▶ **Data extracts**
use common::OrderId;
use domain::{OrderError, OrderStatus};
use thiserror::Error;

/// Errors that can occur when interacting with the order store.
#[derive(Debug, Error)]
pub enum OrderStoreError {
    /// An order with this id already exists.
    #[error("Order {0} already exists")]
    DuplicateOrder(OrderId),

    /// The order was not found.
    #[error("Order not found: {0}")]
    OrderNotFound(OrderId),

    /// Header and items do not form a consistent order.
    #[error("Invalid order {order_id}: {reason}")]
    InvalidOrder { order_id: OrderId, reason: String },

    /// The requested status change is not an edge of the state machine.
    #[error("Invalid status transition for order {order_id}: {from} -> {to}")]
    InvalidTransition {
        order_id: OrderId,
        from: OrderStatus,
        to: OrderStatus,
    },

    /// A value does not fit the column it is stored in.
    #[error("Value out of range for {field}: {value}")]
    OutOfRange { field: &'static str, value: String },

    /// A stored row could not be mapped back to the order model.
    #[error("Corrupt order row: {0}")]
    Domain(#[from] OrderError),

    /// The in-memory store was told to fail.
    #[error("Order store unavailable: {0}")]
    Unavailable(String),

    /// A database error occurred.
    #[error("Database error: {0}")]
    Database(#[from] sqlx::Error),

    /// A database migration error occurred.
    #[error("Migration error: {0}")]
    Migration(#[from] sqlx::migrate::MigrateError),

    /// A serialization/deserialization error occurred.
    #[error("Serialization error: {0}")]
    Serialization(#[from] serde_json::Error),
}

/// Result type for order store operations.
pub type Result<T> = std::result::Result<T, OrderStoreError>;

==

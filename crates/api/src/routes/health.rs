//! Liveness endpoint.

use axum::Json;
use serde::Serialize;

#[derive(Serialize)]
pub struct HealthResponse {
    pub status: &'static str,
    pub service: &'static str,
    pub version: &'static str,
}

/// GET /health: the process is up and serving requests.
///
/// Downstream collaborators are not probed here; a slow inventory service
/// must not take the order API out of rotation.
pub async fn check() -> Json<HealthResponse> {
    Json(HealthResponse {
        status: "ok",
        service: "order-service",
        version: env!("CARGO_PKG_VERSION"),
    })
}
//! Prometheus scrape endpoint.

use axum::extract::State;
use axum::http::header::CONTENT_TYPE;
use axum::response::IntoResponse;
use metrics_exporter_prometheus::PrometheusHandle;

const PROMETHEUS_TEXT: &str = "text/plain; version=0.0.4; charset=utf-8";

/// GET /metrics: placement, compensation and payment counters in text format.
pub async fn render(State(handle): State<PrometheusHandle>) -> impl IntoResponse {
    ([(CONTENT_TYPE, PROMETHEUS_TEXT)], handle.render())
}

▶ **Work instruction**
What lines of the listing contain the word "OrderStatus"? Copy them all.

▶ **Answer area**
use domain::{OrderError, OrderStatus};
        from: OrderStatus,
        to: OrderStatus,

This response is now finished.